Humanitarian groups attempt to work with children of violence, providing safe shelter, food, and education but it is often not enough. Medical and psychological professionals, along with teachers trained in dealing with emotionally disturbed children, are in short supply but desperately needed. Even supplies of food, uncontaminated water, and safe housing are difficult to find. These shortages are magnified in developing nations where poverty is the only thing that is not difficult to find.

Hamer (2010) writes:

One difference with adults, partly due to their loss of human capital at an early age, is that children and adolescents usually had less time to acquire a skill before the war and had not yet had time to develop a large social network. This usually resulted in having fewer options after the war, for employment or self-employment. Although one would expect that this would be a motive to embrace the opportunities humanitarian interventions offer (by working hard during their training, by showing they are motivated, by being willing to continue learning skills, by being assiduous), longitudinal follow-up of some of the children provides a different picture and shows high dropout rates. Clearly, reinsertion assistance has to be redefined in order to bear any fruit (p. 49-50).

Girls and boys who have been caught up in circumstances of severe disadvantage and prolonged violence tend to be viewed as objects of assistance rather than as agents of their own welfare. They almost never have opportunities to publicly articulate their own concerns, needs and aspirations (Denov, & MacLure, 2006, p. 75). To foster resilience in children rescued from war, they must develop a sense of being accepted by others, particularly adults. Children who are welcomed into society and placed into non-violent communities have a greater chance for success as adults. If given emotional, physical, and spiritual support by adults their placement back into society gives them hope and lessen the hold of PTSD and depression.
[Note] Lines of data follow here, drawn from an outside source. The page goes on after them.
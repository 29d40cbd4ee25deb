use serde::{Deserialize, Serialize};
use std::fmt;
use std::str::FromStr;

/// How an agent participates in sync. Fixed for the lifetime of a `Mind`.
#[derive(Debug, Clone, Copy, PartialEq, Eq, Hash, Serialize, Deserialize, Default)]
#[serde(rename_all = "lowercase")]
pub enum Role {
    #[default]
    #[serde(alias = "single")]
    Solitary,
    #[serde(alias = "scout")]
    Sender,
    #[serde(alias = "primary")]
    Receiver,
}

impl Role {
    pub fn as_str(&self) -> &'static str {
        match self {
            Role::Solitary => "solitary",
            Role::Sender => "sender",
            Role::Receiver => "receiver",
        }
    }

    pub fn is_networked(&self) -> bool {
        !matches!(self, Role::Solitary)
    }

    pub fn status_line(&self) -> Option<&'static str> {
        match self {
            Role::Solitary => None,
            Role::Sender => Some("Scout mode - Learning and sharing"),
            Role::Receiver => Some("Primary mode - Absorbing knowledge"),
        }
    }
}

impl fmt::Display for Role {
    fn fmt(&self, f: &mut fmt::Formatter<'_>) -> fmt::Result {
        f.write_str(self.as_str())
    }
}

impl FromStr for Role {
    type Err = String;

    fn from_str(s: &str) -> Result<Self, Self::Err> {
        match s.trim().to_lowercase().as_str() {
            "solitary" | "single" => Ok(Role::Solitary),
            "sender" | "scout" => Ok(Role::Sender),
            "receiver" | "primary" => Ok(Role::Receiver),
            other => Err(format!("unknown role '{}'", other)),
        }
    }
}

#[cfg(test)]
mod tests {
    use super::*;

    #[test]
    fn parses_current_and_legacy_names() {
        assert_eq!("sender".parse::<Role>().unwrap(), Role::Sender);
        assert_eq!("Scout".parse::<Role>().unwrap(), Role::Sender);
        assert_eq!("primary".parse::<Role>().unwrap(), Role::Receiver);
        assert_eq!("single".parse::<Role>().unwrap(), Role::Solitary);
        assert!("observer".parse::<Role>().is_err());
    }

    #[test]
    fn legacy_names_deserialize() {
        let role: Role = serde_json::from_str("\"scout\"").unwrap();
        assert_eq!(role, Role::Sender);
        assert_eq!(serde_json::to_string(&Role::Receiver).unwrap(), "\"receiver\"");
    }
}
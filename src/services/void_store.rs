use std::collections::HashMap;
use std::sync::RwLock;

use crate::error::StoreError;
use crate::models::StoreDocument;

/// Names a slot in a `SlotStore`. Today everything lives under `global()`.
#[derive(Debug, Clone, PartialEq, Eq, Hash)]
pub struct SlotKey(String);

impl SlotKey {
    pub fn new(name: impl Into<String>) -> Self {
        Self(name.into())
    }

    pub fn global() -> Self {
        Self::new("void")
    }
}

/// Holds at most one document per key. Writes replace wholesale with no
/// version check, so concurrent writers race and the last one wins.
pub trait SlotStore: Send + Sync {
    fn put(&self, key: &SlotKey, doc: StoreDocument) -> Result<(), StoreError>;
    fn get(&self, key: &SlotKey) -> Result<Option<StoreDocument>, StoreError>;
    fn clear(&self, key: &SlotKey) -> Result<(), StoreError>;
}

/// Process-memory slots; everything is gone on restart.
#[derive(Default)]
pub struct InMemorySlotStore {
    slots: RwLock<HashMap<SlotKey, StoreDocument>>,
}

impl InMemorySlotStore {
    pub fn new() -> Self {
        Self::default()
    }
}

impl SlotStore for InMemorySlotStore {
    fn put(&self, key: &SlotKey, doc: StoreDocument) -> Result<(), StoreError> {
        let mut slots = self.slots.write().map_err(|_| StoreError::Poisoned)?;
        slots.insert(key.clone(), doc);
        Ok(())
    }

    fn get(&self, key: &SlotKey) -> Result<Option<StoreDocument>, StoreError> {
        let slots = self.slots.read().map_err(|_| StoreError::Poisoned)?;
        Ok(slots.get(key).cloned())
    }

    fn clear(&self, key: &SlotKey) -> Result<(), StoreError> {
        let mut slots = self.slots.write().map_err(|_| StoreError::Poisoned)?;
        slots.remove(key);
        Ok(())
    }
}

#[cfg(test)]
mod tests {
    use super::*;
    use crate::models::PatternTable;

    fn doc(timestamp: i64) -> StoreDocument {
        StoreDocument {
            role: Some("sender".to_string()),
            patterns: PatternTable::new(),
            consciousness: Vec::new(),
            timestamp,
            last_update: "2026-10-16T00:00:00.000Z".to_string(),
        }
    }

    #[test]
    fn last_write_wins() {
        let store = InMemorySlotStore::new();
        let key = SlotKey::global();
        store.put(&key, doc(1)).unwrap();
        store.put(&key, doc(2)).unwrap();
        assert_eq!(store.get(&key).unwrap().unwrap().timestamp, 2);
    }

    #[test]
    fn clear_empties_only_that_slot() {
        let store = InMemorySlotStore::new();
        let other = SlotKey::new("elsewhere");
        store.put(&SlotKey::global(), doc(1)).unwrap();
        store.put(&other, doc(5)).unwrap();

        store.clear(&SlotKey::global()).unwrap();
        assert!(store.get(&SlotKey::global()).unwrap().is_none());
        assert_eq!(store.get(&other).unwrap().unwrap().timestamp, 5);
    }
}
use thiserror::Error;

#[derive(Debug, Error)]
pub enum StorageError {
    #[error("local storage unavailable: {0}")]
    Database(#[from] rusqlite::Error),
    #[error("stored value is not valid JSON: {0}")]
    Decode(#[from] serde_json::Error),
}

#[derive(Debug, Error)]
pub enum SyncError {
    #[error("void unreachable: {0}")]
    Transport(#[from] reqwest::Error),
    #[error("void answered {0}")]
    Status(reqwest::StatusCode),
    #[error("this agent has no sync role")]
    NotNetworked,
}

impl SyncError {
    /// True when the request never produced an HTTP response.
    pub fn is_offline(&self) -> bool {
        match self {
            SyncError::Transport(e) => !e.is_decode() && !e.is_status(),
            _ => false,
        }
    }
}

#[derive(Debug, Error)]
pub enum StoreError {
    #[error("void slot lock poisoned")]
    Poisoned,
}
Children come into the world innocent and pure but if they are able to survive and escape from their captors they always return psychologically damaged. Hundred of thousands of children worldwide have had their childhoods stolen and replaced with participation in horrors no sane adult wants to see. If medical aid is available physical wounds are often easy to treat but psychological rehabilitation is a long-term complicated process.